Sulfated Galactofucan from Sargassum Thunbergii Attenuates Atherosclerosis by Suppressing Inflammation Via the TLR4/MyD88/NF-κB Signaling Pathway.

Abstract

Sulfated galactofucan (SWZ-4), which was extracted from Sargassum thunbergii, has recently been reported to show anti-inflammatory and anticancer properties. The present study aimed to evaluate whether SWZ-4 attenuates atherosclerosis in apolipoprotein E-knockout (ApoE-KO) mice by suppressing the inflammatory response through the TLR4/MyD88/NF-κB signaling pathway. Male ApoE-KO mice were fed with a high-fat diet for 16 weeks and intraperitoneally injected with SWZ-4. RAW246.7 cells were treated with lipopolysaccharide (LPS) and SWZ-4. Atherosclerotic lesions were measured by Sudan IV and oil red O staining. Serum lipid profiles, inflammatory cytokines, and mRNA and protein expression levels were evaluated. SWZ-4 decreased serum TNF-α, IL-6 and IL-1 levels, but did not reduce blood lipid profiles.

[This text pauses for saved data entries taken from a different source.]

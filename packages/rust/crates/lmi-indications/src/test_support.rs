//! Test doubles shared with dependent crates' integration tests.

use std::sync::{Mutex, PoisonError};

use crate::broker::Broker;
use crate::error::{IndicationError, Result};
use crate::indication::Indication;

/// Broker that records every delivered indication.
#[derive(Debug, Default)]
pub struct RecordingBroker {
    delivered: Mutex<Vec<Indication>>,
    fail_with: Option<String>,
}

impl RecordingBroker {
    /// Broker that accepts everything.
    #[must_use]
    pub fn new() -> Self {
        Self::default()
    }

    /// Broker that rejects every delivery with `message`.
    #[must_use]
    pub fn failing(message: &str) -> Self {
        Self {
            delivered: Mutex::new(Vec::new()),
            fail_with: Some(message.to_string()),
        }
    }

    /// Snapshot of delivered indications, in delivery order.
    pub fn delivered(&self) -> Vec<Indication> {
        self.delivered
            .lock()
            .unwrap_or_else(PoisonError::into_inner)
            .clone()
    }

    /// Filter names of delivered indications, in delivery order.
    pub fn filter_names(&self) -> Vec<String> {
        self.delivered()
            .into_iter()
            .map(|indication| indication.filter_name)
            .collect()
    }
}

impl Broker for RecordingBroker {
    fn deliver_indication(&self, _namespace: &str, indication: &Indication) -> Result<()> {
        if let Some(message) = &self.fail_with {
            return Err(IndicationError::Delivery(message.clone()));
        }
        self.delivered
            .lock()
            .unwrap_or_else(PoisonError::into_inner)
            .push(indication.clone());
        Ok(())
    }
}
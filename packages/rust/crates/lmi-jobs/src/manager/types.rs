//! Shared types and helpers for the job manager.

use std::path::PathBuf;
use std::time::Duration;

use tokio::sync::mpsc;

use crate::config::RuntimeSettings;
use crate::job::{JobProperty, JobSnapshot, JobState};

/// Messages processed, in arrival order, by the event loop thread.
#[derive(Debug)]
pub(crate) enum LoopMessage {
    /// A job property changed.
    Modified {
        number: u64,
        before: Box<JobSnapshot>,
        after: Box<JobSnapshot>,
        property: JobProperty,
    },
    /// A job reached a terminal state.
    Finished { number: u64, state: JobState },
    /// Pending queue changed; try to start jobs.
    Launch,
    /// A worker returned from the process callback.
    WorkerFinished { number: u64, panicked: bool },
    /// Stop the loop.
    Shutdown,
}

/// Per-job handle into the event loop mailbox.
pub(crate) type SignalHook = mpsc::UnboundedSender<LoopMessage>;

/// Job manager configuration for one profile.
#[derive(Debug, Clone)]
pub struct JobManagerConfig {
    /// Profile name, e.g. `Software`.
    pub profile_name: String,
    /// Root directory for persisted jobs; `<root>/<profile lowercased>/`.
    pub storage_root: PathBuf,
    /// Allow more than one job in the running set.
    pub concurrent_processing: bool,
    /// Organization id used in InstanceIDs.
    pub org_id: String,
    /// Namespace of job instances and indications.
    pub namespace: String,
    /// Reported as `SourceInstanceHost`.
    pub host_name: String,
    /// Indication class prefix, e.g. `LMI_Software`.
    pub indication_prefix: String,
    /// Default `time_before_removal` for new jobs.
    pub default_time_before_removal: Duration,
}

pub(crate) const DEFAULT_STORAGE_ROOT: &str = "/var/lib/openlmi-providers/jobs";
pub(crate) const DEFAULT_ORG_ID: &str = "LMI";
pub(crate) const DEFAULT_NAMESPACE: &str = "root/cimv2";
const DEFAULT_TIME_BEFORE_REMOVAL_SECS: u64 = 300;

impl JobManagerConfig {
    /// Defaults for `profile_name`.
    pub fn new(profile_name: impl Into<String>) -> Self {
        let profile_name = profile_name.into();
        Self {
            indication_prefix: format!("{DEFAULT_ORG_ID}_{profile_name}"),
            profile_name,
            storage_root: PathBuf::from(DEFAULT_STORAGE_ROOT),
            concurrent_processing: false,
            org_id: DEFAULT_ORG_ID.to_string(),
            namespace: DEFAULT_NAMESPACE.to_string(),
            host_name: default_host_name(),
            default_time_before_removal: Duration::from_secs(DEFAULT_TIME_BEFORE_REMOVAL_SECS),
        }
    }

    /// Build from merged runtime settings; profile entries win over globals.
    pub fn from_settings(profile_name: impl Into<String>, settings: &RuntimeSettings) -> Self {
        let mut config = Self::new(profile_name);
        let jobs = &settings.jobs;
        let profile = settings.profile(&config.profile_name);

        if let Some(root) = normalized(jobs.storage_root.as_deref()) {
            config.storage_root = PathBuf::from(root);
        }
        if let Some(org_id) = normalized(jobs.org_id.as_deref()) {
            config.org_id = org_id;
            config.indication_prefix = format!("{}_{}", config.org_id, config.profile_name);
        }
        if let Some(secs) = jobs.default_time_before_removal_secs {
            config.default_time_before_removal = Duration::from_secs(secs);
        }
        config.concurrent_processing = profile
            .and_then(|p| p.concurrent_processing)
            .or(jobs.concurrent_processing)
            .unwrap_or(false);
        if let Some(prefix) = normalized(profile.and_then(|p| p.indication_prefix.as_deref())) {
            config.indication_prefix = prefix;
        }
        if let Some(namespace) = normalized(settings.indications.namespace.as_deref()) {
            config.namespace = namespace;
        }
        if let Some(host) = normalized(settings.indications.host_name.as_deref()) {
            config.host_name = host;
        }
        config
    }

    /// `<storage_root>/<profile lowercased>`.
    #[must_use]
    pub fn storage_dir(&self) -> PathBuf {
        self.storage_root.join(self.profile_name.to_lowercase())
    }
}

fn normalized(value: Option<&str>) -> Option<String> {
    value
        .map(str::trim)
        .filter(|v| !v.is_empty())
        .map(str::to_string)
}

fn default_host_name() -> String {
    std::env::var("HOSTNAME")
        .ok()
        .and_then(|v| normalized(Some(&v)))
        .or_else(|| {
            std::fs::read_to_string("/etc/hostname")
                .ok()
                .and_then(|v| normalized(Some(&v)))
        })
        .unwrap_or_else(|| "localhost".to_string())
}

pub(crate) fn epoch_millis() -> i64 {
    chrono::Utc::now().timestamp_millis()
}

pub(crate) fn duration_millis(duration: Duration) -> i64 {
    i64::try_from(duration.as_millis()).unwrap_or(i64::MAX)
}
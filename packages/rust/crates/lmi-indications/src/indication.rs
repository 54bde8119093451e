//! Indication model: the envelope handed to the broker for delivery.

use chrono::{DateTime, Utc};
use serde::{Deserialize, Serialize};
use serde_json::{Map, Value};
use uuid::Uuid;

use crate::instance::Instance;

/// Property names carried by every lifecycle indication.
pub mod properties {
    /// Embedded instance the indication is about.
    pub const SOURCE_INSTANCE: &str = "SourceInstance";
    /// Host name of the system hosting the source instance.
    pub const SOURCE_INSTANCE_HOST: &str = "SourceInstanceHost";
    /// Object path of the source instance.
    pub const SOURCE_INSTANCE_MODEL_PATH: &str = "SourceInstanceModelPath";
    /// Name of the static filter the indication matched.
    pub const INDICATION_FILTER_NAME: &str = "IndicationFilterName";
    /// Severity as seen by the management client.
    pub const PERCEIVED_SEVERITY: &str = "PerceivedSeverity";
    /// Pre-change copy of the source instance (modifications only).
    pub const PREVIOUS_INSTANCE: &str = "PreviousInstance";
    /// Unique indication identifier.
    pub const INDICATION_IDENTIFIER: &str = "IndicationIdentifier";
    /// Creation time of the indication.
    pub const INDICATION_TIME: &str = "IndicationTime";
}

/// Kind of lifecycle indication.
#[derive(Debug, Clone, Copy, PartialEq, Eq, Hash, Serialize, Deserialize)]
pub enum IndicationKind {
    /// Instance was created.
    Creation,
    /// Instance properties changed.
    Modification,
    /// Instance was removed.
    Deletion,
    /// Free-form alert carrying a source instance.
    Alert,
}

impl IndicationKind {
    /// Class name suffix appended to the sender's name prefix.
    #[must_use]
    pub fn class_suffix(self) -> &'static str {
        match self {
            Self::Creation => "InstCreation",
            Self::Modification => "InstModification",
            Self::Deletion => "InstDeletion",
            Self::Alert => "AlertIndication",
        }
    }

    /// Full indication class name for a provider prefix, e.g. `LMI_SoftwareInstCreation`.
    #[must_use]
    pub fn class_name(self, name_prefix: &str) -> String {
        format!("{name_prefix}{}", self.class_suffix())
    }
}

/// CIM `PerceivedSeverity` values.
#[derive(Debug, Clone, Copy, PartialEq, Eq, Hash, Default, Serialize, Deserialize)]
pub enum PerceivedSeverity {
    /// Unknown.
    Unknown,
    /// Other.
    Other,
    /// Informational only.
    #[default]
    Information,
    /// Degraded/Warning.
    Degraded,
    /// Minor.
    Minor,
    /// Major.
    Major,
    /// Critical.
    Critical,
    /// Fatal/NonRecoverable.
    Fatal,
}

impl PerceivedSeverity {
    /// Numeric CIM value.
    #[must_use]
    pub fn cim_value(self) -> u16 {
        match self {
            Self::Unknown => 0,
            Self::Other => 1,
            Self::Information => 2,
            Self::Degraded => 3,
            Self::Minor => 4,
            Self::Major => 5,
            Self::Critical => 6,
            Self::Fatal => 7,
        }
    }
}

/// An indication ready for delivery.
#[derive(Debug, Clone, Serialize, Deserialize)]
pub struct Indication {
    /// Unique identifier, mirrored in `IndicationIdentifier`.
    pub id: String,
    /// Indication class name.
    pub class_name: String,
    /// Lifecycle kind.
    pub kind: IndicationKind,
    /// Static filter id this indication is sent for.
    pub filter_name: String,
    /// Creation timestamp.
    pub time: DateTime<Utc>,
    /// Indication properties.
    pub properties: Map<String, Value>,
}

impl Indication {
    /// Wrap `source` into an indication of `kind`.
    ///
    /// `previous` is only recorded for modifications.
    #[must_use]
    pub fn wrap(
        kind: IndicationKind,
        class_name: String,
        filter_name: &str,
        host_name: &str,
        severity: PerceivedSeverity,
        source: &Instance,
        previous: Option<&Instance>,
    ) -> Self {
        let id = Uuid::new_v4().to_string();
        let time = Utc::now();
        let mut props = Map::new();
        props.insert(properties::SOURCE_INSTANCE.into(), source.to_value());
        props.insert(properties::SOURCE_INSTANCE_HOST.into(), host_name.into());
        props.insert(
            properties::SOURCE_INSTANCE_MODEL_PATH.into(),
            source.object_path().to_string().into(),
        );
        props.insert(properties::INDICATION_FILTER_NAME.into(), filter_name.into());
        props.insert(
            properties::PERCEIVED_SEVERITY.into(),
            severity.cim_value().into(),
        );
        props.insert(properties::INDICATION_IDENTIFIER.into(), id.clone().into());
        props.insert(properties::INDICATION_TIME.into(), time.to_rfc3339().into());
        if kind == IndicationKind::Modification
            && let Some(previous) = previous
        {
            props.insert(properties::PREVIOUS_INSTANCE.into(), previous.to_value());
        }

        Self {
            id,
            class_name,
            kind,
            filter_name: filter_name.to_string(),
            time,
            properties: props,
        }
    }

    /// Decode the embedded source instance.
    #[must_use]
    pub fn source_instance(&self) -> Option<Instance> {
        self.properties
            .get(properties::SOURCE_INSTANCE)
            .and_then(Instance::from_value)
    }

    /// Decode the embedded previous instance, if any.
    #[must_use]
    pub fn previous_instance(&self) -> Option<Instance> {
        self.properties
            .get(properties::PREVIOUS_INSTANCE)
            .and_then(Instance::from_value)
    }
}

impl std::fmt::Display for Indication {
    fn fmt(&self, f: &mut std::fmt::Formatter<'_>) -> std::fmt::Result {
        let path = self
            .properties
            .get(properties::SOURCE_INSTANCE_MODEL_PATH)
            .and_then(Value::as_str)
            .unwrap_or("?");
        write!(
            f,
            "[{}] {} ({}): {}",
            self.time.format("%H:%M:%S"),
            self.class_name,
            self.filter_name,
            path
        )
    }
}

SWZ-4 downregulated the mRNA and protein expression of TLR4 and MyD88, reduced the phosphorylation of p65, and attenuated atherosclerosis in the ApoE-KO mice (p < 0.01). In LPS-stimulated RAW 264.7 cells, SWZ-4 inhibited proinflammatory cytokine production and the mRNA expression of TLR4, MyD88, and p65 and reduced the protein expression of TLR4 and MyD88 and the phosphorylation of p65 (p < 0.01). These results suggest that SWZ-4 may exert an anti-inflammatory effect on ApoE-KO atherosclerotic mice by inhibiting the TLR4/MyD88/NF-κB signaling pathway in macrophages and therefore may be a treatment for atherosclerosis.